┌─ Listed records

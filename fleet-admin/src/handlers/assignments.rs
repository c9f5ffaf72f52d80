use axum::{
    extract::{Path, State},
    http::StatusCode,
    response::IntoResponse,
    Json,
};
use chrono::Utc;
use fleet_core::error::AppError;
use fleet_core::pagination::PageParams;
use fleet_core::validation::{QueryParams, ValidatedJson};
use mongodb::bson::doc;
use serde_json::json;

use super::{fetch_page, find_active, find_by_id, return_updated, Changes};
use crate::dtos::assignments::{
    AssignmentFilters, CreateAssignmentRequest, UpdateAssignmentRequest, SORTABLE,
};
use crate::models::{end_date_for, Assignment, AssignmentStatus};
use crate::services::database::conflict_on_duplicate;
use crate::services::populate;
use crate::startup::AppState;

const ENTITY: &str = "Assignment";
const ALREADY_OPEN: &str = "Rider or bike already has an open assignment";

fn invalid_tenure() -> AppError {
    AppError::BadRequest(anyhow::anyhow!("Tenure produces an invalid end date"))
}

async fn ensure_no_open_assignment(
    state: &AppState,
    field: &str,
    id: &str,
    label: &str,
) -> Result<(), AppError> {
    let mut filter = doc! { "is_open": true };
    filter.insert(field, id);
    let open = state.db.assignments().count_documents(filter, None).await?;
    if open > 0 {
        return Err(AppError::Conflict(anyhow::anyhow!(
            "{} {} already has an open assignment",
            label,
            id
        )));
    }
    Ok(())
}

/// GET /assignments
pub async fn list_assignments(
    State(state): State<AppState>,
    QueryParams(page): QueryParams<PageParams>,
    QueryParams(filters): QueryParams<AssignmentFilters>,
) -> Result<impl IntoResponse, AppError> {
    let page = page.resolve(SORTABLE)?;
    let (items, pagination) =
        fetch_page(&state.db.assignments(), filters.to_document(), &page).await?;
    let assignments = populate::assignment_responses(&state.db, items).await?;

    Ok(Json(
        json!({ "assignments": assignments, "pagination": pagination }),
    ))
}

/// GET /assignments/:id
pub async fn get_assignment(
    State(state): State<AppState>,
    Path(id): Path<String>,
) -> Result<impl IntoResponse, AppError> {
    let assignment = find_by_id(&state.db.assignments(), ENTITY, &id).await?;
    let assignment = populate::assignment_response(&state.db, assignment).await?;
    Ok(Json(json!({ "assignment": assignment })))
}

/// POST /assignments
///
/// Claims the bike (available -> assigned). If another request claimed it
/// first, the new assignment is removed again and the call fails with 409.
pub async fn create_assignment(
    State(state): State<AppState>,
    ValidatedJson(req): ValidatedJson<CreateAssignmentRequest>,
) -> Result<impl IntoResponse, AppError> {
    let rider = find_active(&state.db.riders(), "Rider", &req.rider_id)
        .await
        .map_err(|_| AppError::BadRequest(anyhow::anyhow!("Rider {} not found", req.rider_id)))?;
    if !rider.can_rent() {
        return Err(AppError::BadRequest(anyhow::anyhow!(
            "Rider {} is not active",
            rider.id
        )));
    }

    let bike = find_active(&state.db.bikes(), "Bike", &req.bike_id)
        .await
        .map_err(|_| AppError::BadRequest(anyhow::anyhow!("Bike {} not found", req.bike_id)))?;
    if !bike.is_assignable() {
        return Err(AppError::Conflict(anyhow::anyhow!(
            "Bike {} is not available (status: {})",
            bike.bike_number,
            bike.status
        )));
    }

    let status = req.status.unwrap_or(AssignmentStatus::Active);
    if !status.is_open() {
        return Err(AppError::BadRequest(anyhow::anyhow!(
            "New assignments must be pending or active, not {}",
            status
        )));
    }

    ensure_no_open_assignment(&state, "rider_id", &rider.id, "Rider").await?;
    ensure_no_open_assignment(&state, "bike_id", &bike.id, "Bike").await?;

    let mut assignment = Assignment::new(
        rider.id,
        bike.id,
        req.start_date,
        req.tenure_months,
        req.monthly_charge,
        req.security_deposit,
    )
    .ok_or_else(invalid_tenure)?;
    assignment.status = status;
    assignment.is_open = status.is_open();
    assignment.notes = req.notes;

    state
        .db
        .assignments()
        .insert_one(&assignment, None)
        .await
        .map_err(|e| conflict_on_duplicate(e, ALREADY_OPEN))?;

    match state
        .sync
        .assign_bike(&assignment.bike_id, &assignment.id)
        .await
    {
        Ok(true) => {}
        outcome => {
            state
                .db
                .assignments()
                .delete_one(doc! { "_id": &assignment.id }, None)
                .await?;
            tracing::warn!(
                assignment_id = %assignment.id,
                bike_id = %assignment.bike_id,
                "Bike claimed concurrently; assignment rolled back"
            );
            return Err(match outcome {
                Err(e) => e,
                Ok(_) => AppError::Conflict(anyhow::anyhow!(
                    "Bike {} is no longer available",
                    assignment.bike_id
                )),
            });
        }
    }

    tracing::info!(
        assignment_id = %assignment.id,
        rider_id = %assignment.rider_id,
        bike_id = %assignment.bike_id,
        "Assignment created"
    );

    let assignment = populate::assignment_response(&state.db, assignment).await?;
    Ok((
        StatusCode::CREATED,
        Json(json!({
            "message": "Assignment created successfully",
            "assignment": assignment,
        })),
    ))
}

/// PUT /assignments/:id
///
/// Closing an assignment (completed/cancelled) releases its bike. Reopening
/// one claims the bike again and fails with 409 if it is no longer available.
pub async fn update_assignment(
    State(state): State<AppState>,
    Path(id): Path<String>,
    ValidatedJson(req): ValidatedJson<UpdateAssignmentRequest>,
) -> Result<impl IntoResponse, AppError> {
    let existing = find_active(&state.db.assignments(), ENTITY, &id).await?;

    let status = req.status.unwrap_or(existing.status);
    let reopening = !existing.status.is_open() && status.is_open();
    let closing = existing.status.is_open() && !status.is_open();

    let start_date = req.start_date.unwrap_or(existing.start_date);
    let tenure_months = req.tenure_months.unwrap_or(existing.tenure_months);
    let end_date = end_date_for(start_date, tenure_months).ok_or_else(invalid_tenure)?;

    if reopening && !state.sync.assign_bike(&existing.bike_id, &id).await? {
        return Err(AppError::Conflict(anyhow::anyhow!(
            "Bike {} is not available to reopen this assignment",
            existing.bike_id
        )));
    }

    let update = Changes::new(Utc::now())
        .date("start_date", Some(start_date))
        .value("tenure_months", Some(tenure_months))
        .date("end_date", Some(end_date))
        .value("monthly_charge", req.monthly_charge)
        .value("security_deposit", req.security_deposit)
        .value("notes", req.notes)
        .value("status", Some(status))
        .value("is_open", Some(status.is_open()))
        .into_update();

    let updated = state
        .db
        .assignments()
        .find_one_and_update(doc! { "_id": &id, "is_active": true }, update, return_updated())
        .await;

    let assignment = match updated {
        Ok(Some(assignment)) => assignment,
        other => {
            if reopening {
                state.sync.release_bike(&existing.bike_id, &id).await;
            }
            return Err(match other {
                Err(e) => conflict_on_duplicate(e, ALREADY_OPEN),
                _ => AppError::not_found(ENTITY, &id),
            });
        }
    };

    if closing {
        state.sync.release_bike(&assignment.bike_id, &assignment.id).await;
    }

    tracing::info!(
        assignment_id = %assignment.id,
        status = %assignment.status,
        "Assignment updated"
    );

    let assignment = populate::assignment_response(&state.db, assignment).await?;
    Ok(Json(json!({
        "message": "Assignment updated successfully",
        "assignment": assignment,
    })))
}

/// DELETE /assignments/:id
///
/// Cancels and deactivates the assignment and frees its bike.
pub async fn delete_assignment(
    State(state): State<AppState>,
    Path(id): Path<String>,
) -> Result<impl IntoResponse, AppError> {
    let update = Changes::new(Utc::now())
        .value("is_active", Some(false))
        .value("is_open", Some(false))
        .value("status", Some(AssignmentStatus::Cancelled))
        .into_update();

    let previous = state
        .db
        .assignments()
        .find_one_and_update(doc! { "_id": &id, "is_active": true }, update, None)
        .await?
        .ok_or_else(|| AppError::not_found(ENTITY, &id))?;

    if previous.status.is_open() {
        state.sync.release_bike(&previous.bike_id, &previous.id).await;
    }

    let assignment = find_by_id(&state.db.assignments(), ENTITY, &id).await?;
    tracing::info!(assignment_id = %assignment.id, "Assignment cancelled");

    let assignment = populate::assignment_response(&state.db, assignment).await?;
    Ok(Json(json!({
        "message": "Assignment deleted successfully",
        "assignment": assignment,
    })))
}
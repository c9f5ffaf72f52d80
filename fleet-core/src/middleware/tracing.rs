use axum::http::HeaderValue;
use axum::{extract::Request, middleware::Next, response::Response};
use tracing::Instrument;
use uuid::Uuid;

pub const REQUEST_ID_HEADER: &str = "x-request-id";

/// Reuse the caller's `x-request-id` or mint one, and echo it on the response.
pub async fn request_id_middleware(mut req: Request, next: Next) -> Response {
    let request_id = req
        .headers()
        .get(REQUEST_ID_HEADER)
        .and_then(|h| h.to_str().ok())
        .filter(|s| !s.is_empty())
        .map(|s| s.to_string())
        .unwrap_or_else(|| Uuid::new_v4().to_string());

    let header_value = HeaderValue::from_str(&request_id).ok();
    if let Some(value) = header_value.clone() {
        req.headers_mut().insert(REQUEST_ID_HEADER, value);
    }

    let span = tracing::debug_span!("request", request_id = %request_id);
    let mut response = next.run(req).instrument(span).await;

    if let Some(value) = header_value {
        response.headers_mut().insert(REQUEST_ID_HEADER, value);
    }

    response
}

└─

**Action item**.
Reproduce exactly the line that contains "request_id = %request_id);" together with each line after it to the end of the entries; include no other lines.

**Response area**.
    let span = tracing::debug_span!("request", request_id = %request_id);
    let mut response = next.run(req).instrument(span).await;

    if let Some(value) = header_value {
        response.headers_mut().insert(REQUEST_ID_HEADER, value);
    }

    response
}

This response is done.